Lo que Gregorio subraya al comienzo es el poder de la simple palabra de amenaza, que tiene todos los efectos de una verdadera sentencia. Y lo que pone de relieve al final es el poder de absolver a las almas del más allá. Pero entre estos dos prodigios, que son objeto de comentarios, hay otro que pasa casi desapercibido, por ser rápidamente narrado: la muerte de las dos mujeres, pocos días después de la reprimenda de Benito. Aunque Gregorio lo presenta como si se tratase de un hecho natural, esas dos muertes repentinas y conjugadas tienen toda la apariencia de un castigo del cielo, tal como se encuentra más de un ejemplo en los Diálogos(6), o al menos como un decreto especial de la Providencia.
Mencionado sin comentario este acontecimiento juega un papel clave en el relato. Es el que coloca a las monjas en su estado reprensible antes que ellas sean corregidas, y a continuación concede efecto a la palabra de Benito sin que él lo quiera: la condición -“si no se enmiendan”- se realiza y la amenaza se cumple automáticamente. Es él quien transporta al más allá, con las culpables, la sanción con que fueron golpeadas, de modo que Benito se encuentra haber “atado” con la excomunión a personas difuntas.
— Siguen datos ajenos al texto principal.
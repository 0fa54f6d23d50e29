use chrono::{DateTime, Utc};
use thiserror::Error;

use crate::types::WarmupConfig;

/// Minimum accepted growth factor. The generator only needs `> 1.0` to
/// terminate; the product contract rejects anything below 1.1.
pub const MIN_GROWTH_FACTOR: f64 = 1.1;

/// User-correctable configuration errors reported before planning begins.
///
/// Each variant maps to exactly one request field so the caller can highlight
/// the offending input and resubmit without re-entering the rest.
#[derive(Debug, Clone, PartialEq, Error)]
pub enum ValidationError {
    #[error("initial batch size must be greater than zero")]
    InvalidBatchSize,
    #[error("growth factor must be at least {MIN_GROWTH_FACTOR}")]
    InvalidGrowthFactor,
    #[error("increment interval must be greater than zero hours")]
    InvalidInterval,
    #[error("maximum batch size must be greater than the initial batch size")]
    InvalidMaxBatch,
    #[error("warmup start date must be in the future")]
    StartTimeNotFuture,
}

impl ValidationError {
    /// Stable machine-readable code used in problem responses.
    pub fn code(&self) -> &'static str {
        match self {
            Self::InvalidBatchSize => "invalid_batch_size",
            Self::InvalidGrowthFactor => "invalid_growth_factor",
            Self::InvalidInterval => "invalid_interval",
            Self::InvalidMaxBatch => "invalid_max_batch",
            Self::StartTimeNotFuture => "start_time_not_future",
        }
    }

    /// Request field the error is attributed to.
    pub fn field(&self) -> &'static str {
        match self {
            Self::InvalidBatchSize => "initialBatchSize",
            Self::InvalidGrowthFactor => "incrementFactor",
            Self::InvalidInterval => "incrementInterval",
            Self::InvalidMaxBatch => "maxBatchSize",
            Self::StartTimeNotFuture => "warmupStartDate",
        }
    }
}

/// Gate applied to every warmup configuration before plan generation.
pub struct ScheduleValidator;

impl ScheduleValidator {
    /// Validates a configuration against the provided clock reading.
    ///
    /// Checks run in a fixed order and stop at the first failure. No side
    /// effects; deterministic for a given `now`.
    pub fn validate(config: &WarmupConfig, now: DateTime<Utc>) -> Result<(), ValidationError> {
        if config.initial_batch_size == 0 {
            return Err(ValidationError::InvalidBatchSize);
        }
        // Written with a negated comparison so NaN is rejected as well.
        if !(config.increment_factor >= MIN_GROWTH_FACTOR) {
            return Err(ValidationError::InvalidGrowthFactor);
        }
        if !(config.increment_interval_hours > 0.0) {
            return Err(ValidationError::InvalidInterval);
        }
        if config.max_batch_size <= config.initial_batch_size {
            return Err(ValidationError::InvalidMaxBatch);
        }
        if config.start_at <= now {
            return Err(ValidationError::StartTimeNotFuture);
        }
        Ok(())
    }
}

#[cfg(test)]
mod tests {
    use super::*;

    fn now() -> DateTime<Utc> {
        DateTime::parse_from_rfc3339("2025-06-01T08:00:00Z")
            .expect("timestamp")
            .with_timezone(&Utc)
    }

    fn valid_config() -> WarmupConfig {
        WarmupConfig {
            initial_batch_size: 50,
            increment_factor: 2.0,
            increment_interval_hours: 24.0,
            max_batch_size: 10_000,
            start_at: now() + chrono::Duration::days(7),
        }
    }

    #[test]
    fn accepts_a_valid_config() {
        assert_eq!(ScheduleValidator::validate(&valid_config(), now()), Ok(()));
    }

    #[test]
    fn rejects_zero_initial_batch() {
        let config = WarmupConfig {
            initial_batch_size: 0,
            ..valid_config()
        };
        assert_eq!(
            ScheduleValidator::validate(&config, now()),
            Err(ValidationError::InvalidBatchSize)
        );
    }

    #[test]
    fn rejects_growth_factor_below_the_floor() {
        let config = WarmupConfig {
            increment_factor: 1.05,
            ..valid_config()
        };
        assert_eq!(
            ScheduleValidator::validate(&config, now()),
            Err(ValidationError::InvalidGrowthFactor)
        );
    }

    #[test]
    fn accepts_the_minimum_growth_factor_exactly() {
        let config = WarmupConfig {
            increment_factor: MIN_GROWTH_FACTOR,
            ..valid_config()
        };
        assert_eq!(ScheduleValidator::validate(&config, now()), Ok(()));
    }

    #[test]
    fn rejects_nan_growth_factor() {
        let config = WarmupConfig {
            increment_factor: f64::NAN,
            ..valid_config()
        };
        assert_eq!(
            ScheduleValidator::validate(&config, now()),
            Err(ValidationError::InvalidGrowthFactor)
        );
    }

    #[test]
    fn rejects_non_positive_interval() {
        let config = WarmupConfig {
            increment_interval_hours: 0.0,
            ..valid_config()
        };
        assert_eq!(
            ScheduleValidator::validate(&config, now()),
            Err(ValidationError::InvalidInterval)
        );
    }

    #[test]
    fn rejects_ceiling_equal_to_initial_batch() {
        // A 100-contact ceiling on a 100-contact initial batch leaves no room
        // to grow, even with an otherwise acceptable growth factor.
        let config = WarmupConfig {
            initial_batch_size: 100,
            increment_factor: MIN_GROWTH_FACTOR,
            increment_interval_hours: 12.0,
            max_batch_size: 100,
            ..valid_config()
        };
        assert_eq!(
            ScheduleValidator::validate(&config, now()),
            Err(ValidationError::InvalidMaxBatch)
        );
    }

    #[test]
    fn rejects_start_time_not_in_the_future() {
        let config = WarmupConfig {
            start_at: now(),
            ..valid_config()
        };
        assert_eq!(
            ScheduleValidator::validate(&config, now()),
            Err(ValidationError::StartTimeNotFuture)
        );
    }

    #[test]
    fn reports_the_first_failure_when_several_apply() {
        // Both the batch size and the start time are invalid; the batch size
        // check runs first.
        let config = WarmupConfig {
            initial_batch_size: 0,
            start_at: now() - chrono::Duration::days(1),
            ..valid_config()
        };
        assert_eq!(
            ScheduleValidator::validate(&config, now()),
            Err(ValidationError::InvalidBatchSize)
        );
    }

    #[test]
    fn errors_carry_field_attribution() {
        assert_eq!(ValidationError::InvalidMaxBatch.field(), "maxBatchSize");
        assert_eq!(ValidationError::InvalidMaxBatch.code(), "invalid_max_batch");
        assert_eq!(
            ValidationError::InvalidMaxBatch.to_string(),
            "maximum batch size must be greater than the initial batch size"
        );
        assert_eq!(ValidationError::StartTimeNotFuture.field(), "warmupStartDate");
    }
}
Si Gregorio pasa por sobre este evento capital es porque el santo no es claramente responsable y su poder no se pone en evidencia por este hecho, al menos directamente. Pero no hay que engañarse: en la muerte de las dos monjas, es el deus ex machina quien condiciona todo el proceso maravilloso. Sin ese golpe de escena providencial no tendríamos ninguno de los dos milagros celebrados por Gregorio: la amenaza eficaz como una verdadera sentencia, y la absolución de las almas del más allá.
Hay otro hecho maravilloso que Gregorio presenta como natural: la visión de las dos almas concedida a la nodriza. Esta persona común, a la cual el narrador no le atribuye ningún mérito particular, es gratificada con una clarividencia preternatural que hace pensar en el carisma de Benito mismo. Como el santo, en Subiaco, había visto y hecho ver por la oración al “niño negro”, como sólo él lo veía, (y) en Montecasino al diablo cara a cara, como lo obtendrá también orando, dos capítulos después, para que uno de sus monjes vea “el dragón”; aquí una mujer ve con sus ojos, no al diablo, sino dos fantasmas de almas angustiadas. Y las ve como naturalmente, sin tener necesidad, al parecer, de sus propias oraciones o las del santo.
Es por tanto “purificando el ojo del espíritu por una fe pura y una oración prolongada” que se llega a ver un alma que ha salido de su cuerpo, objeto invisible a los ojos corporales, dirá Gregorio al comienzo del Libro IV; citando en primer lugar la visión del alma de Germán de Capua concedida a Benito(7). El último libro de los Diálogos estará lleno de fenómenos análogos, tanto que el lector -y puede ser que Gregorio mismo- terminará por olvidar las altas exigencias de purificación mencionadas al comienzo. Visiones y sueños, demonios y (difuntos) que retornan abundan, al extremo de dar la extraña impresión de una comunicación incesante de este mundo con el otro, de una presencia casi inmediata de los espíritus en nuestro universo carnal.
El hecho narrado aquí es un primer ejemplo de ese modo fantástico que se desencadenará en el Libro IV. Allí como en el presente (capítulo), el lector se preguntará sin cesar si se encuentra ante representaciones puramente fantásticas, o ante objetos más o menos consistentes, pero Gregorio se cuida con esmero, habitualmente(8), de responder a esa cuestión.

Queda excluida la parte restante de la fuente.